Fault Tolerance


Upon system power failure, the RMS-250 switches to an auxiliary power mode provided by on-board ultracapacitors and data that is stored in volatile DRAM is transferred to persistent NAND memory by the Flush-to-Flash firmware.  Once transferred to NAND memory, data is stored in the persistent storage and not vulnerable to the 72-hour limitations common to battery-based architectures that hold data in volatile DRAM in a self-refresh mode.

Radian’s Flush-to-Flash firmware is based on transactional semantics to ensure the utmost in data integrity even in the event of failures that could occur during the flush process.  Extensive monitoring and component checks are performed on an on-going basis during normal operations to discover predictive anomalies in advance of failures.  NAND Flash memory is regularly scanned for potential errors (bad blocks) and ultracapacitor health is monitored on a continual basis.

However, in the event of a failure during the flush process, such as a lack of power required to perform a complete data transfer, the Flush-to-Flash system ensures that partial data is properly transferred and can be identified accordingly upon restore.  A hardware ECC engine in the controller provides error correction functionality and, combined with the firmware implementation, protects data against NAND page or block errors.  Extensive use of metadata and error checking is performed on all data upon restore to ensure correctness.

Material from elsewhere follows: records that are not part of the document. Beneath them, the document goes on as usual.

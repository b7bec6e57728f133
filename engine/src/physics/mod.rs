//! Physics module
//!
//! The controller is not a physics engine. It only needs a world that can
//! answer shape casts and expose the rigid bodies standing under or over the
//! character. This module defines that seam and ships a small reference world.
//!
//! # Unit System
//!
//! **1 unit = 1 meter** (SI units throughout)
//!
//! # Submodules
//!
//! - [`types`] - Core mathematical types (Vec3, Quat) re-exported from glam
//! - [`collision`] - Sphere cast math against planes and boxes
//! - [`body`] - The character's own rigid body state
//! - [`scene`] - [`SceneWorld`], a plane/box world implementing [`PhysicsWorld`]

pub mod body;
pub mod collision;
pub mod scene;
pub mod types;

pub use body::CharacterBody;
pub use collision::{SweepHit, aabb_surface_normal, ray_aabb_intersect};
pub use scene::{BodyDesc, ColliderDesc, SceneWorld, Shape, SurfaceSource};
pub use types::{Quat, Vec2, Vec3};

use serde::{Deserialize, Serialize};

/// Identifies a collider inside a [`PhysicsWorld`].
#[derive(Debug, Clone, Copy, PartialEq, Eq, Hash, Serialize, Deserialize)]
pub struct ColliderHandle(pub u32);

/// Identifies a rigid body inside a [`PhysicsWorld`].
#[derive(Debug, Clone, Copy, PartialEq, Eq, Hash, Serialize, Deserialize)]
pub struct BodyHandle(pub u32);

/// Opaque surface identifier (grass, metal, ...) handed to the audio side.
#[derive(Debug, Clone, Copy, PartialEq, Eq, Hash, Serialize, Deserialize)]
pub struct SurfaceTag(pub u32);

/// Bit set of collision layers (0..32).
#[derive(Debug, Clone, Copy, PartialEq, Eq, Hash, Serialize, Deserialize)]
pub struct CollisionMask(pub u32);

impl CollisionMask {
    pub const ALL: Self = Self(u32::MAX);
    pub const NONE: Self = Self(0);

    /// Mask containing a single layer. Layers above 31 are ignored.
    pub fn layer(layer: u8) -> Self {
        if layer < 32 { Self(1 << layer) } else { Self::NONE }
    }

    pub fn with(self, layer: u8) -> Self {
        Self(self.0 | Self::layer(layer).0)
    }

    pub fn without(self, layer: u8) -> Self {
        Self(self.0 & !Self::layer(layer).0)
    }

    pub fn contains(self, layer: u8) -> bool {
        layer < 32 && self.0 & (1 << layer) != 0
    }
}

impl Default for CollisionMask {
    fn default() -> Self {
        Self::ALL
    }
}

/// Which colliders a cast may hit.
#[derive(Debug, Clone, Copy, PartialEq, Eq, Serialize, Deserialize)]
pub struct QueryFilter {
    pub mask: CollisionMask,
    pub ignore_triggers: bool,
}

impl Default for QueryFilter {
    fn default() -> Self {
        Self {
            mask: CollisionMask::ALL,
            ignore_triggers: true,
        }
    }
}

/// Nearest hit reported by [`PhysicsWorld::sphere_cast`].
#[derive(Debug, Clone, Copy, PartialEq)]
pub struct CastHit {
    /// Distance the sphere center travelled along the cast direction
    pub distance: f32,
    /// Contact point in world space
    pub point: Vec3,
    /// Surface normal at the contact (normalized)
    pub normal: Vec3,
    /// Collider that was struck
    pub collider: ColliderHandle,
    /// Rigid body the collider belongs to, if any
    pub body: Option<BodyHandle>,
}

/// The physics queries the controller consumes.
///
/// Implement this over your engine's physics scene. Casts have unbounded
/// length; the probes apply their own near-field range.
pub trait PhysicsWorld {
    /// Sweep a sphere from `origin` along `direction` and return the nearest hit.
    fn sphere_cast(
        &self,
        origin: Vec3,
        radius: f32,
        direction: Vec3,
        filter: QueryFilter,
    ) -> Option<CastHit>;

    /// Current linear velocity of a rigid body.
    fn body_velocity(&self, body: BodyHandle) -> Vec3;

    /// Kinematic bodies are moved by script and ignore impulses.
    fn body_is_kinematic(&self, body: BodyHandle) -> bool;

    /// Apply an instantaneous impulse (N·s) at a world-space point.
    ///
    /// The controller passes momentum, not a velocity change: the world is
    /// expected to divide by the body's mass, so heavy platforms barely move.
    fn apply_impulse(&mut self, body: BodyHandle, impulse: Vec3, point: Vec3);

    /// Explicit surface tag on the collider or on its attached body.
    fn surface_override(&self, _collider: ColliderHandle) -> Option<SurfaceTag> {
        None
    }

    /// Procedural surface lookup on terrain-like colliders at world `(x, z)`.
    fn terrain_surface(&self, _collider: ColliderHandle, _x: f32, _z: f32) -> Option<SurfaceTag> {
        None
    }
}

The overall Flush-to-Flash system and underlying NAND array are based on a fault tolerant architecture, including overprovisioning resources such as ultracapacitor power and  NAND capacity, to address events such as repeated system power blackouts and brownouts.  The architecture and design verification test processes further address these conditions in the context of operations such as concurrent host atomic writes, providing the highest levels of enterprise reliability.